Alois Lorenz Albrecht (16 March 1936 ― 21 November 2022) was a German Catholic priest and hymnwriter. He served as vicar general of the Archdiocese of Bamberg.

== Life and career ==
Albrecht was born in Backnang on 16 March 1936 and grew up in Bayreuth. He achieved the Abitur at the Franz-Ludwig-Gymnasium Bamberg in Bamberg.

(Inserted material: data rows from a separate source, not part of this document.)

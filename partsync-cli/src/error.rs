//! Error and warning types for reconciliation

use serde::{Deserialize, Serialize};

/// Structural problems that abort a reconciliation call
#[derive(Debug, Clone, PartialEq)]
pub enum ReconcileError {
    /// A required column is absent from a table
    MissingColumn { table: String, column: String },
    /// A sheet was requested that the workbook does not contain
    MissingSheet {
        sheet: String,
        available: Vec<String>,
    },
    /// A stage was asked to run before its input exists
    EmptyInput { table: String },
    /// Configuration could not be read or is inconsistent
    Config(String),
}

impl std::fmt::Display for ReconcileError {
    fn fmt(&self, f: &mut std::fmt::Formatter<'_>) -> std::fmt::Result {
        match self {
            ReconcileError::MissingColumn { table, column } => {
                write!(f, "Column '{}' not found in {} table", column, table)
            }
            ReconcileError::MissingSheet { sheet, available } => {
                write!(
                    f,
                    "Sheet '{}' not found - available sheets: {}",
                    sheet,
                    available.join(", ")
                )
            }
            ReconcileError::EmptyInput { table } => {
                write!(f, "No {} table loaded - run the earlier stage first", table)
            }
            ReconcileError::Config(msg) => write!(f, "Invalid configuration: {}", msg),
        }
    }
}

impl std::error::Error for ReconcileError {}

/// Non-fatal data conditions surfaced through stats
#[derive(Debug, Clone, PartialEq, Eq, Serialize, Deserialize)]
#[serde(tag = "kind", rename_all = "snake_case")]
pub enum DataQualityWarning {
    /// The master produced no usable lookup entries
    EmptyLookupMap { master_records: usize },
    /// Every key in a table is null or blank
    AllKeysMissing { table: String, column: String },
    /// Master rows were dropped because their key normalized to empty
    RowsDroppedForEmptyKey { count: usize },
    /// A status group's key matched nothing in the master
    UnmatchedUpdates { count: usize },
}

impl std::fmt::Display for DataQualityWarning {
    fn fmt(&self, f: &mut std::fmt::Formatter<'_>) -> std::fmt::Result {
        match self {
            DataQualityWarning::EmptyLookupMap { master_records } => write!(
                f,
                "Lookup map is empty ({} master records) - every key will be NOT_FOUND",
                master_records
            ),
            DataQualityWarning::AllKeysMissing { table, column } => write!(
                f,
                "Every value of '{}' in the {} table is empty",
                column, table
            ),
            DataQualityWarning::RowsDroppedForEmptyKey { count } => {
                write!(f, "{} master rows dropped for an empty key", count)
            }
            DataQualityWarning::UnmatchedUpdates { count } => write!(
                f,
                "{} update rows had no matching master key and were not applied",
                count
            ),
        }
    }
}

#[cfg(test)]
mod tests {
    use super::*;

    #[test]
    fn test_missing_sheet_lists_available() {
        let err = ReconcileError::MissingSheet {
            sheet: "Sheet9".to_string(),
            available: vec!["MasterBOM".to_string(), "Sheet2".to_string()],
        };
        assert_eq!(
            err.to_string(),
            "Sheet 'Sheet9' not found - available sheets: MasterBOM, Sheet2"
        );
    }

    #[test]
    fn test_warning_serializes_with_kind_tag() {
        let warning = DataQualityWarning::UnmatchedUpdates { count: 2 };
        let json = serde_json::to_value(&warning).unwrap();
        assert_eq!(json["kind"], "unmatched_updates");
        assert_eq!(json["count"], 2);
    }
}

He studied Catholic theology and philosophy at the Philosophisch-theologische Hochschule in Bamberg from 1956 to 1962. He was consecrated as a priest on 19 March 1962 by Bishop Josef Schneider. He worked first as chaplain in Höchstadt an der Aisch, and later in Nuremberg.

He served as priest for young people for the diocese of Bamberg from 1965 to 1972. He was then priest at St. Gangolf from 1973 to 1983 and St. Martin from 1983 to 1987, and also dean of Bamberg from 1981 to 1987. He became Domkapitular in 1987 and deputy vicar general. In July 1990, Albrecht was ordained as vicar general of the diocese, leading the department of press relations. On completion of his 70th year on 31 March 2006 he requested to be retired, which was granted by Archbishop Ludwig Schick.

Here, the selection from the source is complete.